WASHINGTON (WNEW) — For a group of high school students in D.C., Tuesday was anything but a normal school day.
Eight seniors were surprised at school Tuesday with life-altering news: full, four-year scholarships to attend George Washington University — a value of more than $200,000.
The lucky students — who attend six different D.C. high schools — were hand-delivered acceptance letters announcing the scholarships by GW President Steven Knapp, in front of classmates, teachers and family.
“For us at GW, this is one of the happiest days of the year,” said Dr. Knapp. “The best moment is when we surprise the recipients with the news that their college years are paid for and their fellow students burst into cheers and applause.”
This year’s recipients are:
• Tai’Lon Jackson of Ballou High School has been valedictorian since 10th grade and is the senior class president.
• Avery Coffey of Benjamin Banneker Academic High School built a robot at the U.S. Naval Research Laboratory during an internship.
• Reniya Dinkins of Benjamin Banneker Academic High School is chair of the D.C. Youth Advisory Council that provides feedback to the mayor’s office on issues affecting youth in D.C.
• Meron Hagos of Benjamin Banneker Academic High School is a youth ambassador at the U.S. Holocaust Memorial Museum and at Children’s National Medical Center.
• Minh-Hong Nguyen of Capital City Public Charter School will be the first in her family to graduate from high school and attend college. She also was an intern in a GW chemistry lab.

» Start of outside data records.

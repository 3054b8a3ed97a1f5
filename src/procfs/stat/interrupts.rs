//! This module contains facilities for parsing and storing the data contained
//! in the IRQ statistics of /proc/stat (intr and softirq).

use crate::delta::{counter_delta, match_entities};
use crate::error::Error;
use crate::splitter::SplitColumns;
use serde::{Deserialize, Serialize};


/// Interrupt statistics from /proc/stat (monotonic counters)
#[derive(Clone, Debug, Default, PartialEq, Eq, Serialize, Deserialize)]
pub struct Interrupts {
    /// Total number of interrupts that were serviced. May be higher than the
    /// sum of the breakdown below if there are unnumbered interrupt sources.
    pub total: u64,

    /// Breakdown of the interrupt count per numbered interrupt source.
    /// Beware that not all interrupt sources are numbered by the Linux kernel.
    pub details: Vec<u64>,
}
//
impl Interrupts {
    /// Decode an "intr" or "softirq" record, whose key (`name`) is already
    /// consumed. Broken counters are reported and left at zero.
    pub(super) fn parse(name: &str,
                        mut columns: SplitColumns,
                        errors: &mut Vec<Error>) -> Self {
        let mut interrupts = Self::default();

        // Load the total interrupt count
        match columns.expect().and_then(|field| field.parse_u64()) {
            Ok(total) => interrupts.total = total,
            Err(cause) => errors.push(Error::parse(name, cause)),
        }

        // Load the detailed interrupt counts from each source
        interrupts.details.reserve(columns.remaining());
        for (index, field) in columns.enumerate() {
            match field.parse_u64() {
                Ok(count) => interrupts.details.push(count),
                Err(cause) => {
                    errors.push(Error::parse(format!("{}.{}", name, index),
                                             cause));
                    interrupts.details.push(0);
                },
            }
        }
        interrupts
    }

    /// Count the interrupts which occured between two snapshots. If the set
    /// of numbered sources changed, only the common ones are compared.
    pub(super) fn delta(name: &str,
                        prior: &Self,
                        current: &Self,
                        errors: &mut Vec<Error>) -> Result<Self, Error> {
        let total = counter_delta(name, prior.total, current.total)?;
        let mut index = 0;
        let details = match_entities(&prior.details, &current.details, errors,
                                     |&old, &new| {
            let result = counter_delta(&format!("{}.{}", name, index),
                                       old, new);
            index += 1;
            result.map(Some)
        })?;
        Ok(Self { total, details })
    }
}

• Malachi Byrd of Cesar Chavez Public Charter Schools for Public Policy is a member of the D.C. National SLAM Poetry Team and performed in the national SLAM competition.

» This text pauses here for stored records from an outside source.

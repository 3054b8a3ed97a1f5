//! This module defines what a pseudo-file parser is
//!
//! The textual data from a pseudo-file is not exploitable right after it has
//! been fetched from the kernel. It must be parsed back into usable numbers
//! first. And this is what a parser does: it takes the bytes of a pseudo-file
//! as input, and provides typed data as output. By nature, this operation is
//! very specific to a given pseudo-file format, aside from some basic text
//! processing building blocks (see the splitter module), so each file gets its
//! own parser.
//!
//! Parsers dispatch on the key of each record using byte-slice patterns, which
//! means that no key string ever gets built and no map gets consulted on the
//! sampling path. Pseudo-file keys are a small and fixed vocabulary, so this
//! is both fast and easy to read.
//!
//! Parsers are also expected to be forgiving: keys which they do not know
//! about are skipped (newer kernels add records all the time), and a field
//! which fails to decode is reported and left at its zero value without
//! preventing the rest of the file from being parsed.

use crate::error::Error;
use serde::de::DeserializeOwned;
use serde::Serialize;
use std::fmt::Debug;


/// Interface contract which must be met by a pseudo-file parser
pub trait PseudoFileParser: Default + Send + 'static {
    /// Typed contents of the pseudo-file
    type Data: Clone + Debug + Default + PartialEq + Serialize
               + DeserializeOwned + Send + 'static;

    /// Location of the pseudo-file, relative to the procfs mount point
    const PATH: &'static str;

    /// Parse the contents of the pseudo-file
    ///
    /// Problems with individual fields are pushed into `errors`, and the
    /// associated members of the output are left at their zero value.
    ///
    fn parse(&mut self, contents: &[u8], errors: &mut Vec<Error>)
        -> Self::Data;
}


/// INTERNAL: Parse a field, storing the result in `target` or reporting the
///           failure in `errors` (in which case `target` is left untouched)
pub(crate) fn parse_into<T>(target: &mut T,
                            field: &str,
                            result: Result<T, crate::error::ParseCause>,
                            errors: &mut Vec<Error>) {
    match result {
        Ok(value) => *target = value,
        Err(cause) => errors.push(Error::parse(field, cause)),
    }
}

• China Green of Friendship Collegiate Academy studied philosophy and Mandarin at Duke University last summer.
• Llewellyn “Xavier” Richie of KIPP Public Charter Schools is president of the National Honor Society and has a dream to end poverty.

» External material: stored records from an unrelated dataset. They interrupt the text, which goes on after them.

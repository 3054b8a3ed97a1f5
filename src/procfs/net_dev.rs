//! This module contains a sampling parser for /proc/net/dev
//!
//! The file starts with a two-line table header, followed by one line per
//! network interface:
//!
//! ```text
//! Inter-|   Receive                                                |  Transmit
//!  face |bytes    packets errs drop fifo frame compressed multicast|bytes    packets errs drop fifo colls carrier compressed
//!     lo: 14098911    1120    0    0    0     0          0         0 14098911    1120    0    0    0     0       0          0
//! ```
//!
//! The interface name is followed by 8 receive counters and 8 transmit
//! counters, all monotonic. Large counters may eat up the space after the
//! colon ("eth0:1234567"), which the delimiter set takes care of.

use crate::clock::ClockTicks;
use crate::delta::{counter_delta, elapsed, match_entities, DeltaComputer,
                   Ratio};
use crate::error::{Error, Partial};
use crate::parser::PseudoFileParser;
use crate::snapshot::Snapshot;
use crate::splitter::{Delimiters, SplitLines};
use serde::{Deserialize, Serialize};
use std::time::Duration;
use super::parse_counters;


/// Number of header lines at the top of /proc/net/dev
const HEADER_LINES: usize = 2;


/// Parser for /proc/net/dev
#[derive(Debug, Default)]
pub struct NetDevParser {
    /// Number of interfaces in the last parsed sample
    interfaces: usize,
}
//
impl PseudoFileParser for NetDevParser {
    type Data = NetDev;

    const PATH: &'static str = "net/dev";

    fn parse(&mut self, contents: &[u8], errors: &mut Vec<Error>) -> NetDev {
        let mut net_dev = NetDev {
            interfaces: Vec::with_capacity(self.interfaces),
        };
        for line in SplitLines::new(contents, Delimiters::NET_DEV)
                               .skip_while(|line| line.number() < HEADER_LINES)
        {
            let mut columns = line.columns();
            let name = match columns.next() {
                Some(name) => name.to_owned_string(),
                None => continue,
            };
            let mut interface = NetInterface { name, ..Default::default() };
            parse_counters(&interface.name, &mut columns, &mut [
                ("rx_bytes", &mut interface.received.bytes),
                ("rx_packets", &mut interface.received.packets),
                ("rx_errors", &mut interface.received.errors),
                ("rx_drops", &mut interface.received.drops),
                ("rx_fifo", &mut interface.received.fifo),
                ("rx_frame", &mut interface.received.frame),
                ("rx_compressed", &mut interface.received.compressed),
                ("rx_multicast", &mut interface.received.multicast),
                ("tx_bytes", &mut interface.transmitted.bytes),
                ("tx_packets", &mut interface.transmitted.packets),
                ("tx_errors", &mut interface.transmitted.errors),
                ("tx_drops", &mut interface.transmitted.drops),
                ("tx_fifo", &mut interface.transmitted.fifo),
                ("tx_collisions", &mut interface.transmitted.collisions),
                ("tx_carrier", &mut interface.transmitted.carrier),
                ("tx_compressed", &mut interface.transmitted.compressed),
            ], errors);
            net_dev.interfaces.push(interface);
        }
        self.interfaces = net_dev.interfaces.len();
        net_dev
    }
}


/// Contents of /proc/net/dev
#[derive(Clone, Debug, Default, PartialEq, Eq, Serialize, Deserialize)]
pub struct NetDev {
    /// Network interfaces, in file order
    pub interfaces: Vec<NetInterface>,
}
//
impl NetDev {
    /// Look up an interface by name
    pub fn interface(&self, name: &str) -> Option<&NetInterface> {
        self.interfaces.iter().find(|interface| interface.name == name)
    }
}


/// Traffic statistics of one network interface
#[derive(Clone, Debug, Default, PartialEq, Eq, Serialize, Deserialize)]
pub struct NetInterface {
    /// Interface name
    pub name: String,

    /// Receive-side counters
    pub received: ReceiveCounters,

    /// Transmit-side counters
    pub transmitted: TransmitCounters,
}


/// Receive-side counters of a network interface
#[derive(Clone, Copy, Debug, Default, PartialEq, Eq, Serialize, Deserialize)]
pub struct ReceiveCounters {
    /// Bytes received
    pub bytes: u64,

    /// Packets received
    pub packets: u64,

    /// Receive errors detected by the driver
    pub errors: u64,

    /// Packets dropped
    pub drops: u64,

    /// FIFO buffer errors
    pub fifo: u64,

    /// Packet framing errors
    pub frame: u64,

    /// Compressed packets received
    pub compressed: u64,

    /// Multicast frames received
    pub multicast: u64,
}
//
impl ReceiveCounters {
    fn delta(interface: &str, prior: &Self, current: &Self)
        -> Result<Self, Error>
    {
        let delta = |counter: &str, old, new| {
            counter_delta(&format!("{}.rx_{}", interface, counter), old, new)
        };
        Ok(Self {
            bytes: delta("bytes", prior.bytes, current.bytes)?,
            packets: delta("packets", prior.packets, current.packets)?,
            errors: delta("errors", prior.errors, current.errors)?,
            drops: delta("drops", prior.drops, current.drops)?,
            fifo: delta("fifo", prior.fifo, current.fifo)?,
            frame: delta("frame", prior.frame, current.frame)?,
            compressed: delta("compressed", prior.compressed,
                              current.compressed)?,
            multicast: delta("multicast", prior.multicast,
                             current.multicast)?,
        })
    }
}


/// Transmit-side counters of a network interface
#[derive(Clone, Copy, Debug, Default, PartialEq, Eq, Serialize, Deserialize)]
pub struct TransmitCounters {
    /// Bytes transmitted
    pub bytes: u64,

    /// Packets transmitted
    pub packets: u64,

    /// Transmit errors detected by the driver
    pub errors: u64,

    /// Packets dropped
    pub drops: u64,

    /// FIFO buffer errors
    pub fifo: u64,

    /// Collisions detected on the interface
    pub collisions: u64,

    /// Carrier losses detected by the driver
    pub carrier: u64,

    /// Compressed packets transmitted
    pub compressed: u64,
}
//
impl TransmitCounters {
    fn delta(interface: &str, prior: &Self, current: &Self)
        -> Result<Self, Error>
    {
        let delta = |counter: &str, old, new| {
            counter_delta(&format!("{}.tx_{}", interface, counter), old, new)
        };
        Ok(Self {
            bytes: delta("bytes", prior.bytes, current.bytes)?,
            packets: delta("packets", prior.packets, current.packets)?,
            errors: delta("errors", prior.errors, current.errors)?,
            drops: delta("drops", prior.drops, current.drops)?,
            fifo: delta("fifo", prior.fifo, current.fifo)?,
            collisions: delta("collisions", prior.collisions,
                              current.collisions)?,
            carrier: delta("carrier", prior.carrier, current.carrier)?,
            compressed: delta("compressed", prior.compressed,
                              current.compressed)?,
        })
    }
}


impl DeltaComputer for NetDev {
    type Delta = NetDevDelta;

    fn delta(prior: &Snapshot<Self>,
             current: &Snapshot<Self>,
             _clock: ClockTicks) -> Result<Partial<NetDevDelta>, Error> {
        let time_delta = elapsed(prior, current)?;
        let mut errors = Vec::new();
        let interfaces = match_entities(&prior.interfaces,
                                        &current.interfaces,
                                        &mut errors,
                                        |old, new| {
            InterfaceUsage::new(old, new, time_delta)
        })?;
        Ok(Partial::with_errors(NetDevDelta { time_delta, interfaces },
                                errors))
    }
}


/// Network activity between two snapshots of /proc/net/dev
#[derive(Clone, Debug, PartialEq, Serialize, Deserialize)]
pub struct NetDevDelta {
    /// Time elapsed between the two snapshots
    pub time_delta: Duration,

    /// Activity of each interface that is present in both snapshots
    pub interfaces: Vec<InterfaceUsage>,
}


/// Activity of one network interface between two snapshots
#[derive(Clone, Debug, PartialEq, Serialize, Deserialize)]
pub struct InterfaceUsage {
    /// Interface name
    pub name: String,

    /// What was received
    pub received: ReceiveCounters,

    /// What was transmitted
    pub transmitted: TransmitCounters,

    /// Bytes received per second
    pub rx_byte_rate: Ratio,

    /// Packets received per second
    pub rx_packet_rate: Ratio,

    /// Bytes transmitted per second
    pub tx_byte_rate: Ratio,

    /// Packets transmitted per second
    pub tx_packet_rate: Ratio,
}
//
impl InterfaceUsage {
    /// Compare two readouts of the same interface, taken `elapsed` apart.
    /// Return None if the interfaces differ.
    fn new(prior: &NetInterface, current: &NetInterface, elapsed: Duration)
        -> Result<Option<Self>, Error>
    {
        if prior.name != current.name { return Ok(None); }
        let received = ReceiveCounters::delta(&current.name, &prior.received,
                                              &current.received)?;
        let transmitted = TransmitCounters::delta(&current.name,
                                                  &prior.transmitted,
                                                  &current.transmitted)?;
        Ok(Some(Self {
            name: current.name.clone(),
            rx_byte_rate: Ratio::rate(received.bytes, elapsed),
            rx_packet_rate: Ratio::rate(received.packets, elapsed),
            tx_byte_rate: Ratio::rate(transmitted.bytes, elapsed),
            tx_packet_rate: Ratio::rate(transmitted.packets, elapsed),
            received,
            transmitted,
        }))
    }
}


/// Unit tests
#[cfg(test)]
mod tests {
    use chrono::{TimeZone, Utc};
    use crate::clock::ClockTicks;
    use crate::delta::{DeltaComputer, Ratio};
    use crate::error::{Error, ParseCause};
    use crate::parser::PseudoFileParser;
    use crate::snapshot::Snapshot;
    use std::time::Duration;
    use super::{NetDev, NetDevParser};

    /// Table header of /proc/net/dev
    const HEADER: &str = "\
Inter-|   Receive                                                |  Transmit
 face |bytes    packets errs drop fifo frame compressed multicast|bytes    packets errs drop fifo colls carrier compressed
";

    /// INTERNAL: Parse some /proc/net/dev records, adding the header
    fn parse(records: &str) -> (NetDev, Vec<Error>) {
        let contents = format!("{}{}", HEADER, records);
        let mut errors = Vec::new();
        let net_dev = NetDevParser::default().parse(contents.as_bytes(),
                                                    &mut errors);
        (net_dev, errors)
    }

    /// INTERNAL: Snapshot of some /proc/net/dev records at some time
    fn snapshot(records: &str, secs: i64) -> Snapshot<NetDev> {
        let (net_dev, errors) = parse(records);
        assert!(errors.is_empty(), "Unexpected errors {:?}", errors);
        Snapshot::new(Utc.timestamp_opt(1_700_000_000 + secs, 0).unwrap(),
                      net_dev)
    }

    /// Check that interfaces are parsed correctly
    #[test]
    fn parse_interfaces() {
        let (net_dev, errors) = parse("\
    lo: 14098911    1120    0    0    0     0          0         0 14098911    1120    0    0    0     0       0          0
  eth0:123456789012 2 3 4 5 6 7 8 9 10 11 12 13 14 15 16
");
        assert!(errors.is_empty());
        assert_eq!(net_dev.interfaces.len(), 2);

        let lo = net_dev.interface("lo").unwrap();
        assert_eq!(lo.received.bytes, 14098911);
        assert_eq!(lo.transmitted.packets, 1120);

        let eth0 = net_dev.interface("eth0").unwrap();
        assert_eq!(eth0.received.bytes, 123456789012);
        assert_eq!(eth0.received.multicast, 8);
        assert_eq!(eth0.transmitted.bytes, 9);
        assert_eq!(eth0.transmitted.collisions, 14);
        assert_eq!(eth0.transmitted.compressed, 16);
    }

    /// Check that an empty table (no interface) is fine
    #[test]
    fn no_interfaces() {
        let (net_dev, errors) = parse("");
        assert!(errors.is_empty());
        assert!(net_dev.interfaces.is_empty());
    }

    /// Check that broken records are reported
    #[test]
    fn malformed_records() {
        let (net_dev, errors) = parse("eth0: 1 2 abc 4 5 6 7 8 9 10 11 12 13 \
                                       14 15 16\nwlan0: 1 2 3\n");
        assert_eq!(net_dev.interfaces.len(), 2);
        assert_eq!(net_dev.interfaces[0].received.errors, 0);
        assert_eq!(net_dev.interfaces[0].transmitted.compressed, 16);
        assert_eq!(net_dev.interfaces[1].received.errors, 3);
        match &errors[..] {
            [Error::Parse { field: broken, .. },
             Error::Parse { field: truncated,
                            cause: ParseCause::MissingField }] => {
                assert_eq!(broken, "eth0.rx_errors");
                assert_eq!(truncated, "wlan0.rx_drops");
            },
            other => panic!("Unexpected errors {:?}", other),
        }
    }

    /// Check that network activity is measured correctly
    #[test]
    fn interface_activity() {
        let prior = snapshot("eth0: 1000 10 0 0 0 0 0 0 500 5 0 0 0 0 0 0\n", 0);
        let current = snapshot("eth0: 5000 30 1 0 0 0 0 0 2500 9 0 0 0 1 0 0\n",
                               4);
        let delta = NetDev::delta(&prior, &current, ClockTicks::from_hz(100))
                           .unwrap()
                           .into_result()
                           .unwrap();
        assert_eq!(delta.time_delta, Duration::from_secs(4));
        let eth0 = &delta.interfaces[0];
        assert_eq!(eth0.received.bytes, 4000);
        assert_eq!(eth0.received.errors, 1);
        assert_eq!(eth0.transmitted.collisions, 1);
        assert_eq!(eth0.rx_byte_rate, Ratio::Value(1000.0));
        assert_eq!(eth0.rx_packet_rate, Ratio::Value(5.0));
        assert_eq!(eth0.tx_byte_rate, Ratio::Value(500.0));
        assert_eq!(eth0.tx_packet_rate, Ratio::Value(1.0));

        // Comparing a snapshot with itself yields no rate
        let same = NetDev::delta(&current, &current, ClockTicks::from_hz(100))
                          .unwrap()
                          .value;
        assert_eq!(same.time_delta, Duration::ZERO);
        assert!(same.interfaces[0].rx_byte_rate.is_indeterminate());
        assert!(same.interfaces[0].tx_packet_rate.is_indeterminate());
    }

    /// Check that interface set changes are detected and handled
    #[test]
    fn interface_changes() {
        let clock = ClockTicks::from_hz(100);
        let prior = snapshot("lo: 1 1 0 0 0 0 0 0 1 1 0 0 0 0 0 0\n\
                              eth0: 1 1 0 0 0 0 0 0 1 1 0 0 0 0 0 0\n", 0);
        let renamed = snapshot("lo: 2 2 0 0 0 0 0 0 2 2 0 0 0 0 0 0\n\
                                eth1: 2 2 0 0 0 0 0 0 2 2 0 0 0 0 0 0\n", 1);
        let delta = NetDev::delta(&prior, &renamed, clock).unwrap();
        assert_eq!(delta.value.interfaces.len(), 1);
        assert_eq!(delta.value.interfaces[0].name, "lo");
        assert!(matches!(delta.errors[..],
                         [Error::EntitySetChanged { prior: 2, current: 2 }]));

        // Counter resets (e.g. driver reload) are rejected
        let reset = snapshot("lo: 1 1 0 0 0 0 0 0 1 1 0 0 0 0 0 0\n\
                              eth1: 2 2 0 0 0 0 0 0 2 2 0 0 0 0 0 0\n", 2);
        match NetDev::delta(&renamed, &reset, clock) {
            Err(Error::CounterRegression { field, prior, current }) => {
                assert_eq!((field.as_str(), prior, current),
                           ("lo.rx_bytes", 2, 1));
            },
            other => panic!("Unexpected outcome {:?}", other),
        }
    }
}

“This year’s SJT scholarship recipients represent the best combination of strong intellect, commitment to community and fierce determination,” said Karen Felton, director of admissions at GW. “They are scholars and role models who will undoubtedly make their mark at the university and beyond. I’m excited to watch them grow at GW.”
The full scholarships cover tuition, room and board, books and fees.
The students were selected based on GPA, SAT scores, course of study, teacher recommendations, leadership qualities, community service and other extracurricular activities and achievements.
Students are eligible for the scholarships as long as they are on track to graduate from an accredited D.C. high school — public, private or charter.
The scholarships will be renewed annually by GW as long as the student meets the university’s academic progress standards. GW says about 90 percent of students who receive the scholarship graduate from the university.
GW has awarded the GW–Stephen Joel Trachtenberg Scholarships since 1989 and committed more than $18 million to 149 scholarship winners over the past 25 years.
Formerly called the GW 21st Century Scholarships, the awards program was renamed in 1998 for Stephen Joel Trachtenberg, GW president emeritus and university professor of public service.